Chapter 8 high-performance Server programming in Linux (high-performance server program framework)

Source: Internet
Author: User
Tags epoll

Chapter 8 high-performance Server programming in Linux (high-performance server program framework)
8. High-performance server program framework


The server is reconstructed into three main modules:
IO processing unit. Four IO models and two efficient event processing modes.
Logical unit. Two Efficient concurrency modes.
Storage unit. (Not discussed for the moment)


IO model:
Blocking IO
Non-blocking IO
IO multiplexing // programs block IO multiplexing system calls, but can listen to multiple IO events at the same time.
SIGIO signal // The signal triggers the read/write readiness event. The user program performs the read/write operation and the program is not blocked.
Asynchronous IO // The kernel executes the read/write operation and triggers the read/write completion event. The program is not blocked.

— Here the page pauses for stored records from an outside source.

//! Extract command - read identity fields from a single document.

use std::fs;
use std::path::PathBuf;
use std::time::{Duration, Instant};

use clap::Args;
use console::style;
use indicatif::{ProgressBar, ProgressStyle};
use tracing::info;

use aadhaar_core::{AadhaarExtractor, IdentityFields};

use super::config::load_config;

/// Arguments for the extract command.
#[derive(Args)]
pub struct ExtractArgs {
    /// Local path or http(s) URL of a PDF or image
    #[arg(required = true)]
    reference: String,

    /// Output file (default: stdout)
    #[arg(short, long)]
    output: Option<PathBuf>,

    /// Output format
    #[arg(short, long, value_enum, default_value = "json")]
    format: OutputFormat,
}

#[derive(Clone, Copy, Debug, clap::ValueEnum)]
pub enum OutputFormat {
    /// JSON output
    Json,
    /// CSV output
    Csv,
    /// Plain text summary
    Text,
}

pub async fn run(args: ExtractArgs, config_path: Option<&str>) -> anyhow::Result<()> {
    let start = Instant::now();
    let config = load_config(config_path)?;

    info!("Processing document: {}", args.reference);

    let pb = ProgressBar::new_spinner();
    pb.set_style(ProgressStyle::default_spinner().template("{spinner:.green} {msg}")?);
    pb.enable_steady_tick(Duration::from_millis(100));
    pb.set_message(format!("Extracting fields from {}...", args.reference));

    // The pipeline blocks on downloads and subprocesses
    let reference = args.reference.clone();
    let fields = tokio::task::spawn_blocking(move || {
        AadhaarExtractor::from_config(&config).extract(&reference)
    })
    .await?;

    pb.finish_and_clear();

    let output = format_fields(&fields, args.format)?;

    if let Some(output_path) = &args.output {
        fs::write(output_path, &output)?;
        eprintln!(
            "{} Saved to {} in {:.2}s",
            style("✓").green(),
            output_path.display(),
            start.elapsed().as_secs_f64()
        );
    } else {
        println!("{}", output);
    }

    if fields.is_empty() {
        eprintln!("{} No fields could be extracted", style("!").yellow());
    }

    Ok(())
}

fn format_fields(fields: &IdentityFields, format: OutputFormat) -> anyhow::Result<String> {
    match format {
        OutputFormat::Json => Ok(serde_json::to_string_pretty(fields)?),
        OutputFormat::Csv => format_csv(fields),
        OutputFormat::Text => Ok(format_text(fields)),
    }
}

fn format_csv(fields: &IdentityFields) -> anyhow::Result<String> {
    let mut wtr = csv::Writer::from_writer(vec![]);

    wtr.serialize(fields)?;

    let data = String::from_utf8(wtr.into_inner()?)?;
    Ok(data)
}

fn format_text(fields: &IdentityFields) -> String {
    let mut output = String::new();

    output.push_str(&format!("Name:           {}\n", fields.name));
    output.push_str(&format!("Gender:         {}\n", fields.gender));
    output.push_str(&format!("DOB/Year:       {}\n", fields.dob));
    output.push_str(&format!("Aadhaar Number: {}", fields.aadhaar_number));

    output
}
//! Aadhaar number extraction.
//!
//! The number is printed as three groups of four digits; OCR may merge,
//! split, or decorate the groups, so only the digit count of a line matters.
//! The checksum digit is not validated.

use super::patterns::NON_DIGIT;
use super::{FieldExtractor, LineMatch};

/// Number of digits in an Aadhaar number.
pub const AADHAAR_DIGITS: usize = 12;

/// Aadhaar number extractor. The first qualifying line wins.
pub struct AadhaarNumberExtractor;

impl AadhaarNumberExtractor {
    pub fn new() -> Self {
        Self
    }
}

impl Default for AadhaarNumberExtractor {
    fn default() -> Self {
        Self::new()
    }
}

impl FieldExtractor for AadhaarNumberExtractor {
    type Output = String;

    fn extract(&self, lines: &[&str]) -> Option<LineMatch<String>> {
        lines.iter().enumerate().find_map(|(index, line)| {
            let digits = NON_DIGIT.replace_all(line, "");
            (digits.chars().count() == AADHAAR_DIGITS)
                .then(|| LineMatch::new(digits.into_owned(), index))
        })
    }
}

/// Extract the Aadhaar number from OCR lines.
pub fn extract_aadhaar_number(lines: &[&str]) -> Option<String> {
    AadhaarNumberExtractor::new().extract(lines).map(|m| m.value)
}
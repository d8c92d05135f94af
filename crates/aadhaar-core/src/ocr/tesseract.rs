//! Text recognition through the tesseract command-line engine.

use std::io::ErrorKind;
use std::path::{Path, PathBuf};
use std::process::Command;
use std::time::Instant;

use tracing::{debug, info};

use crate::error::OcrError;
use crate::models::config::OcrConfig;

use super::{NormalizedImage, RawText, TextRecognizer};

/// Recognizer that shells out to a tesseract executable.
#[derive(Debug, Clone)]
pub struct TesseractRecognizer {
    command: PathBuf,
    language: String,
}

impl TesseractRecognizer {
    /// Create a recognizer for the given executable and language.
    pub fn new(command: impl Into<PathBuf>, language: impl Into<String>) -> Self {
        Self {
            command: command.into(),
            language: language.into(),
        }
    }

    /// Create a recognizer from OCR settings.
    pub fn from_config(config: &OcrConfig) -> Self {
        Self::new(&config.tesseract_cmd, &config.language)
    }

    pub fn command(&self) -> &Path {
        &self.command
    }

    fn run(&self, input: &Path) -> Result<String, OcrError> {
        let output = Command::new(&self.command)
            .arg(input)
            .arg("stdout")
            .arg("-l")
            .arg(&self.language)
            .output()
            .map_err(|e| match e.kind() {
                ErrorKind::NotFound | ErrorKind::PermissionDenied => {
                    OcrError::EngineUnavailable(self.command.display().to_string())
                }
                _ => OcrError::Io(e),
            })?;

        if !output.status.success() {
            let stderr = String::from_utf8_lossy(&output.stderr);
            return Err(OcrError::Recognition(format!(
                "tesseract exited with {}: {}",
                output.status,
                stderr.trim()
            )));
        }

        Ok(String::from_utf8_lossy(&output.stdout).into_owned())
    }
}

impl TextRecognizer for TesseractRecognizer {
    fn recognize(&self, image: &NormalizedImage) -> Result<RawText, OcrError> {
        let start = Instant::now();
        let (width, height) = image.dimensions();

        // tesseract reads from a file; the temp file is removed on drop
        let input = tempfile::Builder::new()
            .prefix("aadhaar-page-")
            .suffix(".png")
            .tempfile()?;
        image
            .as_gray()
            .save_with_format(input.path(), image::ImageFormat::Png)?;

        debug!(
            "Running {} on {}x{} page (lang={})",
            self.command.display(),
            width,
            height,
            self.language
        );

        let text = RawText::new(&self.run(input.path())?);

        info!(
            "OCR complete: {} lines in {}ms",
            text.len(),
            start.elapsed().as_millis()
        );

        Ok(text)
    }
}

#[cfg(test)]
mod tests {
    use super::*;
    use image::GrayImage;

    #[test]
    fn test_missing_engine() {
        let recognizer = TesseractRecognizer::new("/nonexistent/bin/tesseract", "eng");
        let image = NormalizedImage::from_binary(GrayImage::from_pixel(8, 8, image::Luma([255])));

        let err = recognizer.recognize(&image).unwrap_err();
        assert!(matches!(err, OcrError::EngineUnavailable(_)));
    }

    #[test]
    fn test_from_config() {
        let recognizer = TesseractRecognizer::from_config(&OcrConfig::default());
        assert_eq!(recognizer.command(), Path::new("tesseract"));
        assert_eq!(recognizer.language, "eng");
    }
}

Two Efficient event processing modes:
The server usually processes three types of events: IO events, signal events, and scheduled events.
The synchronous IO model is usually used to implement the Reactor mode, and the asynchronous IO model is used to implement the Proactor mode.


Reactor mode:
The workflow of the Reactor Mode Implemented by synchronous I/O model (taking epoll_wait as an example:
1. The main thread registers the read-ready event on the socket to the epoll kernel event table.
2. The main thread calls epoll_wait to wait for data on the socket to be readable.
3. When data is readable on the socket, epoll_wait notifies the main thread. The main thread puts the socket readable event into the request queue.
4. The working thread sleeping on the Request queue is awakened. It reads data from the socket, processes the customer request, and registers the write-ready event on the socket in the epoll kernel event table.
5. The main thread calls epoll_wait and waits for the socket to be writable.
6. When the socket is writable, epoll_wait notifies the main thread. The main thread puts the socket writable event into the request queue.
7. A worker thread sleeping in the Request queue is awakened. It writes the result of the server processing the customer request to the socket.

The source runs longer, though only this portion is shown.